++++ EXERCISE INPUTS

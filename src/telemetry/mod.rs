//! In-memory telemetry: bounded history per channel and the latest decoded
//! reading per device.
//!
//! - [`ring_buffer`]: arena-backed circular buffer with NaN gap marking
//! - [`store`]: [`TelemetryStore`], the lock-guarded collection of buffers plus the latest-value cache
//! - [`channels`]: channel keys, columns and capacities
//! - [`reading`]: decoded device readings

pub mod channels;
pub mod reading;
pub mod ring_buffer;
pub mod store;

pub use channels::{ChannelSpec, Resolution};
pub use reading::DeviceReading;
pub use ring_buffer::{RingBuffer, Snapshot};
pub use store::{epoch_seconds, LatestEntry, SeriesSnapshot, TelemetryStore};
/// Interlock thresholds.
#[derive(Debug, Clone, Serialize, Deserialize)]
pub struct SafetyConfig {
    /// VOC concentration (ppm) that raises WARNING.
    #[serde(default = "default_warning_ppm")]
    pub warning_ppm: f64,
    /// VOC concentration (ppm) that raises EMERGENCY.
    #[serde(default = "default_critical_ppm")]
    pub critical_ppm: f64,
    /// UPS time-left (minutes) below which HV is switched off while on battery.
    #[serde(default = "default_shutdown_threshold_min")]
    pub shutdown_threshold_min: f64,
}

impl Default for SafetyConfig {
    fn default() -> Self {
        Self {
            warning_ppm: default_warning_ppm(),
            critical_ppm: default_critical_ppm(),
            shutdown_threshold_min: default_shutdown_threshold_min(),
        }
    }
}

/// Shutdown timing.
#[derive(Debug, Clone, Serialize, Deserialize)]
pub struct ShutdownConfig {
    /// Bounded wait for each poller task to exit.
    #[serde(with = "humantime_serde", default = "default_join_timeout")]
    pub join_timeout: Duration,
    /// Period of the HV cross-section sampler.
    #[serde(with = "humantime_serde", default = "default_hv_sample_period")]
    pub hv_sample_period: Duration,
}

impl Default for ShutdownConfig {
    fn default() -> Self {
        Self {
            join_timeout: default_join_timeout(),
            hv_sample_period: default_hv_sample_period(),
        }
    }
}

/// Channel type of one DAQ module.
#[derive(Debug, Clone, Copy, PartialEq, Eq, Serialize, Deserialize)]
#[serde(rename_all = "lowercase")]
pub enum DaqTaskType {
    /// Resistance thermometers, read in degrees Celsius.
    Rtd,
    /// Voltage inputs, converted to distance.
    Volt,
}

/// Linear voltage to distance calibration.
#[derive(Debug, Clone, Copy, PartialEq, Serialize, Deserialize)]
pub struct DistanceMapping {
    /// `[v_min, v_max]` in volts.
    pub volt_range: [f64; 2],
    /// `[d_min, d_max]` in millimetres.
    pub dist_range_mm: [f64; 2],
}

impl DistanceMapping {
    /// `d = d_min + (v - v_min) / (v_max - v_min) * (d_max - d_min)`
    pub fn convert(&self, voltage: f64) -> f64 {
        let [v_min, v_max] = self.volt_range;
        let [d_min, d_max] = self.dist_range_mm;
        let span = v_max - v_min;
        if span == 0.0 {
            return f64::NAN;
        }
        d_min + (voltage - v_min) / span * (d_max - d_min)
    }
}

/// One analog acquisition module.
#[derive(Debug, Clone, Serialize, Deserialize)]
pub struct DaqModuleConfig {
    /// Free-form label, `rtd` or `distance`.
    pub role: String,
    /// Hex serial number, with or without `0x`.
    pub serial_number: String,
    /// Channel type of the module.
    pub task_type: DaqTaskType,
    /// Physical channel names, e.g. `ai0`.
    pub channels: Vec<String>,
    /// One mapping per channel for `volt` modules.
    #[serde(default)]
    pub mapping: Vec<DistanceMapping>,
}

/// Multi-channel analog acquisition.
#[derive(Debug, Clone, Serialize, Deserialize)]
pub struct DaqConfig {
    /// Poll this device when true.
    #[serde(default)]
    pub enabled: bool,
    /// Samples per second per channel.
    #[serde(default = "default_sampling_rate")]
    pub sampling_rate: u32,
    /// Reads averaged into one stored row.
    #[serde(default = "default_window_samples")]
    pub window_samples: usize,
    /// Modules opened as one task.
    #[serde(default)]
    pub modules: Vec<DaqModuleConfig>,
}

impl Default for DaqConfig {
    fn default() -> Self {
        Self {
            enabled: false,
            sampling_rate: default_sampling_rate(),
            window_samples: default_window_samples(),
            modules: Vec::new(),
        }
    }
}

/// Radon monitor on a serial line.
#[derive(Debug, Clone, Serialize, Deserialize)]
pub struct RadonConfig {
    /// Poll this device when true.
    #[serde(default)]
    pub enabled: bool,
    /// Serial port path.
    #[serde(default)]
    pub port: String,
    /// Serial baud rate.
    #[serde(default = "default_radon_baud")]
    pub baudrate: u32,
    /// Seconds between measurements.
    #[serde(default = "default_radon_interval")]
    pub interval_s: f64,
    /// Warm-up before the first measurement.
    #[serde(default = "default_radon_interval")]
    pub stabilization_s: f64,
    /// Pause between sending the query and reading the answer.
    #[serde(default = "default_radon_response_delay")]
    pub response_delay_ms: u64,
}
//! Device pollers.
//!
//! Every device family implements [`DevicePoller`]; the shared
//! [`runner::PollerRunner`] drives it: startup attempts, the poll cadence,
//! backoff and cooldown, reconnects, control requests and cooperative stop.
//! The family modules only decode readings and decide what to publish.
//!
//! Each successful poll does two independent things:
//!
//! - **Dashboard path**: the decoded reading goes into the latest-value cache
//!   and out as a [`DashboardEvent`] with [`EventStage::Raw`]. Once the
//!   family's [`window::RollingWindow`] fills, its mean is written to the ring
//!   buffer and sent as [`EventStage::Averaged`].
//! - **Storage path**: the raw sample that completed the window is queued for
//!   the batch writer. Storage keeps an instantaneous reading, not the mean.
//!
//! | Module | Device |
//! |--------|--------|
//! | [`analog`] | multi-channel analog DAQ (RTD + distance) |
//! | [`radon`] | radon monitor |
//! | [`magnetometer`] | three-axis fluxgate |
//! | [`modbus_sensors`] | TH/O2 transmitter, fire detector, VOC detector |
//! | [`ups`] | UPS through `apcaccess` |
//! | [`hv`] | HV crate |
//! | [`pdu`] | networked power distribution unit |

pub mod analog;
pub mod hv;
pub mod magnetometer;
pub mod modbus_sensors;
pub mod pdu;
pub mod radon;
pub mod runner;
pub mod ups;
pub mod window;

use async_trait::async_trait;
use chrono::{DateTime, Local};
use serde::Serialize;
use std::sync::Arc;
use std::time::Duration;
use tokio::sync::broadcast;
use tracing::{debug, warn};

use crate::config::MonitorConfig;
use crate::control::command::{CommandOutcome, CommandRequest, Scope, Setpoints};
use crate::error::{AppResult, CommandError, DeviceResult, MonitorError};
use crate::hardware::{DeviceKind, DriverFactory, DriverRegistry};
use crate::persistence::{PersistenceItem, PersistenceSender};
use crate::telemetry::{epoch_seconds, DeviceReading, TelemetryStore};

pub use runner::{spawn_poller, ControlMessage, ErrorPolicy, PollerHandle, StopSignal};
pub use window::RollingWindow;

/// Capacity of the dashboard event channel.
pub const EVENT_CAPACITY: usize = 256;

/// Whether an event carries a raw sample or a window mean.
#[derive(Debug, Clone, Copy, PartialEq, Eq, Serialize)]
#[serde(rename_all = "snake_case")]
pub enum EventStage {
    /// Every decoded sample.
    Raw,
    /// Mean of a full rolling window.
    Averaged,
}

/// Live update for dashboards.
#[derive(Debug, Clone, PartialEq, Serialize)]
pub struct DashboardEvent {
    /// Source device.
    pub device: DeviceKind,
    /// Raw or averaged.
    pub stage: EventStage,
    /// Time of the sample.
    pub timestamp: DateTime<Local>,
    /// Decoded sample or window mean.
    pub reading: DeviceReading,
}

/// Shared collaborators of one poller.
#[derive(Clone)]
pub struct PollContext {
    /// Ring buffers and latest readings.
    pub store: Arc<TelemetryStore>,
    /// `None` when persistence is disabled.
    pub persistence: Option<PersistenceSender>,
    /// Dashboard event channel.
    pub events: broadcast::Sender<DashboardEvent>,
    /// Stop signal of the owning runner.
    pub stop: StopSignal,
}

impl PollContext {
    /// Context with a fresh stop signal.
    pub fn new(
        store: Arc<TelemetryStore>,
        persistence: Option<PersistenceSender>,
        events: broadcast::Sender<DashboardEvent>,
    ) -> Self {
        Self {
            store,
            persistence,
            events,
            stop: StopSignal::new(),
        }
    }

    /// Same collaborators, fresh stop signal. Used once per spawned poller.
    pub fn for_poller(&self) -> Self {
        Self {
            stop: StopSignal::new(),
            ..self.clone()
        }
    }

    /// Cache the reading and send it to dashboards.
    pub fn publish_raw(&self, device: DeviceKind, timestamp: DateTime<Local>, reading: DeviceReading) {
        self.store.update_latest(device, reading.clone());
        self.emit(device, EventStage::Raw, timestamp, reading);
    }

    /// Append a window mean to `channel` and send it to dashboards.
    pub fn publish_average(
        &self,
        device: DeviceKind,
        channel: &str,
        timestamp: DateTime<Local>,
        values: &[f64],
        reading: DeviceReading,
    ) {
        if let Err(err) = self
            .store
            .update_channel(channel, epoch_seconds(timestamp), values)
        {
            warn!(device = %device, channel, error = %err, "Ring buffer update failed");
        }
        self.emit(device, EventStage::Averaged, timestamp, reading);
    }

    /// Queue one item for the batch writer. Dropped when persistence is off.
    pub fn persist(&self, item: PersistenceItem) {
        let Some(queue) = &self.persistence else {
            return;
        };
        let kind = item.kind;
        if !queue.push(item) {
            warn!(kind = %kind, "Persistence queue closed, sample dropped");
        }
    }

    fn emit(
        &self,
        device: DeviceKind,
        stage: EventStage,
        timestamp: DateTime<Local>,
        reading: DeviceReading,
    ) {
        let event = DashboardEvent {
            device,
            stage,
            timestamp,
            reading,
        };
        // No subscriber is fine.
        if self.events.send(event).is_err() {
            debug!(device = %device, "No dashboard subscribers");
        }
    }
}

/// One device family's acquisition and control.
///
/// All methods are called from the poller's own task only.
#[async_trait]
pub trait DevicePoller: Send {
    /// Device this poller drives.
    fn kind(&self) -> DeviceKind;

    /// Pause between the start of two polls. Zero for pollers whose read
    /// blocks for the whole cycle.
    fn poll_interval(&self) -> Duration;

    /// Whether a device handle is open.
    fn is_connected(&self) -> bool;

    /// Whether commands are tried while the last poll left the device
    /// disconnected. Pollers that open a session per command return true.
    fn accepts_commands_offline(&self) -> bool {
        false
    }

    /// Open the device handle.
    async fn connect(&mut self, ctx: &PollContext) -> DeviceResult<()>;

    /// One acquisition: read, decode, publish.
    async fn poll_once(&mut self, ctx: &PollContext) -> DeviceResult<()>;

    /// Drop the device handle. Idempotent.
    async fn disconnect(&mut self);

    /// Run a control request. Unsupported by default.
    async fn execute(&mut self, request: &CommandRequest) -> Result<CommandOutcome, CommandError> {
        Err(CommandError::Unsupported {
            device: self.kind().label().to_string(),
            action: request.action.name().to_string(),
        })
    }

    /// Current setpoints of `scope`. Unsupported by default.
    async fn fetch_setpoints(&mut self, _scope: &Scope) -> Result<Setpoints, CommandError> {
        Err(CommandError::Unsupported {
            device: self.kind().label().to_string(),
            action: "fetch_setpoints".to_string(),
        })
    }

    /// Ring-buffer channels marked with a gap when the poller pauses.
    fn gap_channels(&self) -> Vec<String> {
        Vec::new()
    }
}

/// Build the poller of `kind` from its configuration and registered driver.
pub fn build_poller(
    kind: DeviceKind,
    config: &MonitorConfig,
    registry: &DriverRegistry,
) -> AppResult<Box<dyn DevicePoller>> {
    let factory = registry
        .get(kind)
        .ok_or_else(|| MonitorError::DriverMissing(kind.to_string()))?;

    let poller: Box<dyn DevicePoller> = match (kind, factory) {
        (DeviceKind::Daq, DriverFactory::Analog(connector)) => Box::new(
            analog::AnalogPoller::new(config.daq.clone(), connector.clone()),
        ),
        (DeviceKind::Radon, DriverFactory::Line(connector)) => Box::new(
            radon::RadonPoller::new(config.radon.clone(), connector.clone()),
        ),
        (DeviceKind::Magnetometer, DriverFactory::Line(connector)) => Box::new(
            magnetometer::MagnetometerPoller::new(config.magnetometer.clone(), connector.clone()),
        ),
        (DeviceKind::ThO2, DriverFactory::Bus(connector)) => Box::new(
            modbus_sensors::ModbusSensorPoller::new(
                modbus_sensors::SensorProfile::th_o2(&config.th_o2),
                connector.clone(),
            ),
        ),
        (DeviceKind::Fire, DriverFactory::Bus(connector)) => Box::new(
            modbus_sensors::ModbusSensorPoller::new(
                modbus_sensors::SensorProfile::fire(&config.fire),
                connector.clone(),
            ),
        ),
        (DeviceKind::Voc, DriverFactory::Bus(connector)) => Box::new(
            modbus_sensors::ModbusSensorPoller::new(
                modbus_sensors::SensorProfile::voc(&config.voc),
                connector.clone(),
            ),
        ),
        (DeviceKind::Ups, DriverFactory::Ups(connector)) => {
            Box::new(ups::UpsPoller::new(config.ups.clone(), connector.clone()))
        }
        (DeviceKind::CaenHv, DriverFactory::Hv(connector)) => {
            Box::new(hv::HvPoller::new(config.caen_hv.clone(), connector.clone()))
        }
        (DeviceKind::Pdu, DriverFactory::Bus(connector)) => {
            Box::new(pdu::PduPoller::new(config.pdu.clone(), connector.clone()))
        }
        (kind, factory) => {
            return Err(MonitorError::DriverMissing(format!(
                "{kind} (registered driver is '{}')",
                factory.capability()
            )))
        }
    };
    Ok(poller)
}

++++++++

Check each line of the records above for "into", and copy those that have it.

**YOUR SOLUTION**
    /// Reads averaged into one stored row.
//! - **Dashboard path**: the decoded reading goes into the latest-value cache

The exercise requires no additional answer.